• [YOUR INSTRUCTIONS]: Every line of the following records that includes "Debug" should be copied.

Start of EXERCISE INPUT

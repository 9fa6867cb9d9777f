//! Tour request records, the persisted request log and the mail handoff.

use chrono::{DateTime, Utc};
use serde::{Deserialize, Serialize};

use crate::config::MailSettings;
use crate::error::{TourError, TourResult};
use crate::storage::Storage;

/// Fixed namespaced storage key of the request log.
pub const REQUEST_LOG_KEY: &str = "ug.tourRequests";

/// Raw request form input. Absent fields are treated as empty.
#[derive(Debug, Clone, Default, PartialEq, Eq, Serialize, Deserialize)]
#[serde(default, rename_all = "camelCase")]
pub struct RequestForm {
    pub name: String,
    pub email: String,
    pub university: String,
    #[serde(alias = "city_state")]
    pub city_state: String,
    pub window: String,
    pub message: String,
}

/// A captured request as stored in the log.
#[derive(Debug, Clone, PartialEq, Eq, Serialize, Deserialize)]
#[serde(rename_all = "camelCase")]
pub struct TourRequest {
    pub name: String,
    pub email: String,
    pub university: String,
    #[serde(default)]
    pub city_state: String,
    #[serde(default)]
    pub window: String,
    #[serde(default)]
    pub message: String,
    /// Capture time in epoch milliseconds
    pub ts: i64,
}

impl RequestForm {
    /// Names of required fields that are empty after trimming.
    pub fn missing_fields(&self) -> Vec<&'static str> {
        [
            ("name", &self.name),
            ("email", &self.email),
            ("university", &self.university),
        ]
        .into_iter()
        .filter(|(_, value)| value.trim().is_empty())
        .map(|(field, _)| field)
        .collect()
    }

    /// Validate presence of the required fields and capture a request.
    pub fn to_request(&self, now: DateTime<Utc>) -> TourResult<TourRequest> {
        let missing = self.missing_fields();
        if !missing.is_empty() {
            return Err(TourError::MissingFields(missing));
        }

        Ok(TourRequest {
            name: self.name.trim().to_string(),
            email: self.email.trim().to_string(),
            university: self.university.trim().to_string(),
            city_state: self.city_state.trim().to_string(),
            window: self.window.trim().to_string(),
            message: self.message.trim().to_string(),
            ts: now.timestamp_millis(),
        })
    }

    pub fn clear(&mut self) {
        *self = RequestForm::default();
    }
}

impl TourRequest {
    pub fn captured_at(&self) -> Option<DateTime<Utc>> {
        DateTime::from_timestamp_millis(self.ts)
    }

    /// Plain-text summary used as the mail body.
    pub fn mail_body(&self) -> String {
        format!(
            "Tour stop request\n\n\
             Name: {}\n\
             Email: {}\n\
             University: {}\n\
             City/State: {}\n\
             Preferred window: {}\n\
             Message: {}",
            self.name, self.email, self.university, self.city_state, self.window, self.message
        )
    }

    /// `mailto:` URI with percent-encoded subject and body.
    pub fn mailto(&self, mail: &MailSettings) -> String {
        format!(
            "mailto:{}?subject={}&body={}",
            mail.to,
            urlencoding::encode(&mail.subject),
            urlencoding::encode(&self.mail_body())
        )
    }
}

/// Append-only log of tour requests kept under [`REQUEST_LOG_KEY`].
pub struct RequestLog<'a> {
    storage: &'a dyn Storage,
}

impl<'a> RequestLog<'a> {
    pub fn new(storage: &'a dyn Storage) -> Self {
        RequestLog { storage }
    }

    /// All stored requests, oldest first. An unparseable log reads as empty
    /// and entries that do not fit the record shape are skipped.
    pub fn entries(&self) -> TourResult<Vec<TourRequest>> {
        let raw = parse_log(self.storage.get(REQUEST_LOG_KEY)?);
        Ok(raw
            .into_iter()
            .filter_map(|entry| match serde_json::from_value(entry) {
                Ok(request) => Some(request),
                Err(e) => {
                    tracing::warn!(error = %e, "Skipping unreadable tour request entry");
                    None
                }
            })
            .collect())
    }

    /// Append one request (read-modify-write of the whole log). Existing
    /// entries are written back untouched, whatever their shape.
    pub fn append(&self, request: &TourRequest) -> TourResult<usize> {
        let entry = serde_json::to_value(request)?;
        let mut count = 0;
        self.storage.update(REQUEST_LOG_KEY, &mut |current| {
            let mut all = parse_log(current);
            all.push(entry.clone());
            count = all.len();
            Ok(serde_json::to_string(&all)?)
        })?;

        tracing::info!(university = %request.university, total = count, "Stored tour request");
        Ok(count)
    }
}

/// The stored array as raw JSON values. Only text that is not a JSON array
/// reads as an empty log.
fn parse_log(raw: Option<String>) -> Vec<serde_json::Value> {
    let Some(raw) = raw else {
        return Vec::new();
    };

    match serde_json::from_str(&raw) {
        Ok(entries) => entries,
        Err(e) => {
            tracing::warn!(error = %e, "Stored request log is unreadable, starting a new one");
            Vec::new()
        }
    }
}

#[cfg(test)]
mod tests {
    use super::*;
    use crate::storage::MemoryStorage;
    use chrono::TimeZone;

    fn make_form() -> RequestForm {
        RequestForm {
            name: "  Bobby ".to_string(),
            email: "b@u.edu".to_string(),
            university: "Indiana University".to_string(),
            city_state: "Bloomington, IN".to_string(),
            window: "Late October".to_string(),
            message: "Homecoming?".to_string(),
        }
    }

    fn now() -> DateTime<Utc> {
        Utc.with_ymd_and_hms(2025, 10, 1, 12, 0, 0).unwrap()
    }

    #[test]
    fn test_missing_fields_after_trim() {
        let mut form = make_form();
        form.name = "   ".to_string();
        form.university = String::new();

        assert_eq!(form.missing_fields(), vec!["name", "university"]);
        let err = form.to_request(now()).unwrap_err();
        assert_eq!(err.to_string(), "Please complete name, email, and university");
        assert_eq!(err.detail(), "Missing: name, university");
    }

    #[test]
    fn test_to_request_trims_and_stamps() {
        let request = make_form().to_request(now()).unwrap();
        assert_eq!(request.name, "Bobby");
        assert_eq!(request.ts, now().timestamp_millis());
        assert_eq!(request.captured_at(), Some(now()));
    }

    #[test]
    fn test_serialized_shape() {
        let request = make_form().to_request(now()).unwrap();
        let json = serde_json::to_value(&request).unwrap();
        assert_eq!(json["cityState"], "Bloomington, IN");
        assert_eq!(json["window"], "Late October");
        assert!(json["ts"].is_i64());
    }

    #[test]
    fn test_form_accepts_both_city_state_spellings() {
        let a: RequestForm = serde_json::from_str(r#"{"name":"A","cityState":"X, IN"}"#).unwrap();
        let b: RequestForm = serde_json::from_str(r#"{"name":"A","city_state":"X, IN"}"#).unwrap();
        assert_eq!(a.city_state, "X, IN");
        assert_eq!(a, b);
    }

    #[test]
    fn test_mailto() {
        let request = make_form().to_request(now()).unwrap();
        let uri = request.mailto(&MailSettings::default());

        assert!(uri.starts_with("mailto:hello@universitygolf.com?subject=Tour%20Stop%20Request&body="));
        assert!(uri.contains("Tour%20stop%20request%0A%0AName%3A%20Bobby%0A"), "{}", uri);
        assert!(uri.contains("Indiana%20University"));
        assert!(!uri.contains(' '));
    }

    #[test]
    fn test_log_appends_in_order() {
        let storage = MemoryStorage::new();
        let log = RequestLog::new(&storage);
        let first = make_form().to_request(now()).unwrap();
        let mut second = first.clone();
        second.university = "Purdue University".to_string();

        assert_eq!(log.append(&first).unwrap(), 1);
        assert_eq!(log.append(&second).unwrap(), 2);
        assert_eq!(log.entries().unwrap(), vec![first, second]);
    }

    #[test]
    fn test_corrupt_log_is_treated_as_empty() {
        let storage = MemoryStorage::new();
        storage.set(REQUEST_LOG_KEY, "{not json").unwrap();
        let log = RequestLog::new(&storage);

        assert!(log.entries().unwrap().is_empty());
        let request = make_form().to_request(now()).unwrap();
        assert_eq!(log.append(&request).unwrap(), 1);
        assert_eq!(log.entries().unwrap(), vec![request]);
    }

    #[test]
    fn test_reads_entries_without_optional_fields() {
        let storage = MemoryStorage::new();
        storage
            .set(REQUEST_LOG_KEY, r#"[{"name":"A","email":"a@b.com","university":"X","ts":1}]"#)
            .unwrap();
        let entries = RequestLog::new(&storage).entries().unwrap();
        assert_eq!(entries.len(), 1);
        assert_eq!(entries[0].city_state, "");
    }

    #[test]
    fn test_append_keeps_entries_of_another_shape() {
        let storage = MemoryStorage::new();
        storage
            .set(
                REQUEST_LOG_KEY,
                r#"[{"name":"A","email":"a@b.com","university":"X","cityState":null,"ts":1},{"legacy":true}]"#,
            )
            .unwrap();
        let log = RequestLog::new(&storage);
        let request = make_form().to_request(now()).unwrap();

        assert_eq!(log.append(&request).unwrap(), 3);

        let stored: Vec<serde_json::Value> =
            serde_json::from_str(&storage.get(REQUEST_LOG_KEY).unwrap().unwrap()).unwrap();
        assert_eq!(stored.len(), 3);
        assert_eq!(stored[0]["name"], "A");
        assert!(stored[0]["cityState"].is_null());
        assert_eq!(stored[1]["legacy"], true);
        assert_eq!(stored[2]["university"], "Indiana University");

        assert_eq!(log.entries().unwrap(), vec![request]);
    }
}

End of EXERCISE INPUT

• [THE COMPLETED TASK]:
#[derive(Debug, Clone, Default, PartialEq, Eq, Serialize, Deserialize)]
#[derive(Debug, Clone, PartialEq, Eq, Serialize, Deserialize)]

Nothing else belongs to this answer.